Sotheby's said on its website that the painting, artist unknown, sold on Thursday for $1.538 million, compared to pre-auction estimates of $300,000-$500,000. It did not give details of the buyer.

La Belle Ferronniere was brought to the United States in 1920 by newlyweds Harry Kahn, an American serviceman during World War One, and his French wife, Andree, who received the painting in 1920 as a wedding gift from her grandmother.

It was thought to be have been painted by Vinci and authenticated by a French art expert.

But when Kahn later tried to sell it to the Kansas City Art Institute in the United States for $250,000, Joseph Duveen, a leading art dealer in London, told a reporter who questioned him about the sale that he was sure it was a fake.

This sparked a decade long legal battle that brought into question Duveen but also the very foundations of connoisseurship, according to Sotheby's.

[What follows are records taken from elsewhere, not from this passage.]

//! # tandem - Dual-Phase Publish/Subscribe
//!
//! `tandem` is a small in-process event registry. Every event name has two
//! independent listener lists, one for the "before" phase and one for the
//! "after" phase. Listeners can be registered permanently or for a single
//! call, removed by identity, cleared in bulk and inspected.
//!
//! ## Quick Start
//!
//! ```rust,ignore
//! use tandem::prelude::*;
//!
//! #[derive(Debug)]
//! struct Msg { text: &'static str }
//!
//! let ee = tandem::emitter::<Msg>();
//!
//! ee.after().on("e1", |msg: &Msg| println!("{}", msg.text));
//! ee.after().emit("e1", &Msg { text: "e1 ok" })?;
//!
//! // Single-shot listeners unregister themselves on first call.
//! ee.after().once("e2", |msg: &Msg| println!("{}", msg.text));
//! ee.after().emit("e2", &Msg { text: "e2 ok" })?;
//! ee.after().emit("e2", &Msg { text: "never printed" })?;
//! assert_eq!(ee.after().count("e2"), 0);
//! ```
//!
//! ## Dispatch Semantics
//!
//! Emitting is synchronous. Listeners run in registration order and may
//! re-enter the registry. A listener failure stops the pass and is returned
//! to the caller; see [`Emitter`] for the exact reentrancy rules.
//!
//! ## Features
//!
//! - `tracing` (default): structured logs of registrations, removals and
//!   emit passes.

#![deny(clippy::wildcard_imports)]
#![warn(missing_docs)]

pub use tandem_core::{
    // Error types
    BoxError,
    EmitError,
    LookupError,
    TandemError,
    // Listeners
    Callback,
    CallbackMarker,
    HandleMarker,
    IntoListener,
    Listener,
    ListenerId,
    // Names and phases
    EventName,
    Phase,
    Phases,
    // Outcomes
    IntoOutcome,
};

// Registry
pub use tandem_std::registry::{
    DEFAULT_LABEL, Emitter, EmitterBuilder, PhaseView, WeakEmitter,
};

/// Create a fresh, independent registry with default settings.
pub fn emitter<A: 'static>() -> Emitter<A> {
    Emitter::new()
}

/// Standard listener implementations.
pub mod listeners {
    #![allow(clippy::wildcard_imports)]
    pub use tandem_std::listeners::*;
}

/// Testing utilities.
pub mod testing {
    #![allow(clippy::wildcard_imports)]
    pub use tandem_std::testing::*;
}

/// Prelude module - common imports for Tandem.
///
/// # Usage
///
/// ```rust,ignore
/// use tandem::prelude::*;
/// ```
pub mod prelude {
    pub use crate::{
        BoxError, Callback, EmitError, Emitter, EventName, IntoListener, Listener, ListenerId,
        LookupError, Phase, Phases, WeakEmitter,
    };
}
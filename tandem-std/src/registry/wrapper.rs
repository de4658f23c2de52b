//! Single-shot wrappers.
//!
//! `once` never stores the caller's listener directly. It stores a wrapper
//! that unregisters itself and then delegates, and remembers which wrapper
//! belongs to which original so the original's handle can still remove it.

use super::emitter::Shared;
use std::{collections::HashMap, sync::Weak};
use tandem_core::{BoxError, Callback, EventName, Listener, ListenerId, Phase};

/// Original listener id to the id of its latest wrapper.
///
/// Only ids are kept, so a mapping that outlives its wrapper holds on to
/// nothing but two integers.
#[derive(Debug, Default)]
pub(crate) struct WrapperMap {
    wrappers: HashMap<ListenerId, ListenerId>,
}

impl WrapperMap {
    pub(crate) fn insert(&mut self, original: ListenerId, wrapper: ListenerId) {
        self.wrappers.insert(original, wrapper);
    }

    pub(crate) fn get(&self, original: ListenerId) -> Option<ListenerId> {
        self.wrappers.get(&original).copied()
    }
}

/// Callback stored in place of a listener registered with `once`.
pub(crate) struct OnceWrapper<A> {
    registry: Weak<Shared<A>>,
    phase: Phase,
    name: EventName,
    id: ListenerId,
    original: Listener<A>,
}

impl<A: 'static> OnceWrapper<A> {
    /// Build the wrapper listener for `original`, with a fresh identity.
    pub(crate) fn listener(
        registry: Weak<Shared<A>>,
        phase: Phase,
        name: EventName,
        original: Listener<A>,
    ) -> Listener<A> {
        let id = ListenerId::next();
        Listener::with_id(
            id,
            Self {
                registry,
                phase,
                name,
                id,
                original,
            },
        )
    }
}

impl<A: 'static> Callback<A> for OnceWrapper<A> {
    fn call(&self, payload: &A) -> Result<(), BoxError> {
        // Unregister before delegating so the original may register itself
        // again from inside its own call.
        if let Some(registry) = self.registry.upgrade() {
            registry.remove(self.phase, &self.name, self.id);
        }
        self.original.call(payload)
    }
}
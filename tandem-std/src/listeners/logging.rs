//! Logging listener for event observation.

use std::fmt::Debug;
use tandem_core::{BoxError, Callback};

/// A listener that logs every payload it receives.
///
/// It uses `tracing` when the `tracing` feature is enabled and does
/// nothing otherwise.
///
/// # Example
///
/// ```rust,ignore
/// use tandem::listeners::LoggingListener;
///
/// ee.before().on("request", LoggingListener::named("http"));
/// ```
#[derive(Debug, Clone, Copy)]
pub struct LoggingListener {
    name: &'static str,
}

impl LoggingListener {
    /// Create a new `LoggingListener` with a default name.
    pub fn new() -> Self {
        Self { name: "event" }
    }

    /// Create a new `LoggingListener` with a custom name.
    ///
    /// The name is used in log messages to identify the subscriber.
    pub fn named(name: &'static str) -> Self {
        Self { name }
    }

    /// The name used in log messages.
    pub fn name(&self) -> &'static str {
        self.name
    }
}

impl Default for LoggingListener {
    fn default() -> Self {
        Self::new()
    }
}

impl<A: Debug> Callback<A> for LoggingListener {
    fn call(&self, payload: &A) -> Result<(), BoxError> {
        #[cfg(feature = "tracing")]
        {
            tracing::info!(name = %self.name, ?payload, "event received");
        }

        #[cfg(not(feature = "tracing"))]
        {
            let _ = (self.name, payload);
        }

        Ok(())
    }
}

#[cfg(test)]
mod tests {
    use super::*;

    #[derive(Debug)]
    struct TestEvent {
        _data: String,
    }

    #[test]
    fn test_logging_listener_succeeds() {
        let listener = LoggingListener::new();
        let event = TestEvent {
            _data: "test".into(),
        };
        assert!(listener.call(&event).is_ok());
    }

    #[test]
    fn test_logging_listener_named() {
        let listener = LoggingListener::named("audit");
        assert_eq!(listener.name(), "audit");
        assert!(Callback::<u32>::call(&listener, &7).is_ok());
    }
}
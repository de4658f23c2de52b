//! # tandem-std
//!
//! Standard implementations for the Tandem dual-phase event registry.
//!
//! This crate provides:
//! - **Registry**: [`Emitter`], [`EmitterBuilder`], [`PhaseView`]
//! - **Standard listeners**: Logging
//! - **Testing utilities**: recording, counting and failing listeners
//!
//! [`Emitter`]: registry::Emitter
//! [`EmitterBuilder`]: registry::EmitterBuilder
//! [`PhaseView`]: registry::PhaseView

#![deny(clippy::wildcard_imports)]
#![warn(missing_docs)]

// Re-export core types
pub use tandem_core;

// Modules
pub mod listeners;
pub mod registry;
pub mod testing;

The deal fell through and Kahn's wife sued Duveen for slander, claiming he was trying to control the art market.

The case riveted the art world. Although other art experts supported Duveen's assessment, because of a lack of scientific and archival evidence the jury failed to reach a verdict.

Duveen settled out of court before a retrial.

Experts believe the portrait must date before 1750 because it contains lead-tin yellow, a colour that was used in paintings up until the late 17th century.

Unlike the Louvre version, which was painted on a poplar panel, typical during Vinci's time, the Hahn painting was done on canvas, which was commonly used much later.

What's your reaction?

Comments

https://chuka-chuka.com/assets/images/user-avatar-s.jpg

0 comment

Write the first comment for this!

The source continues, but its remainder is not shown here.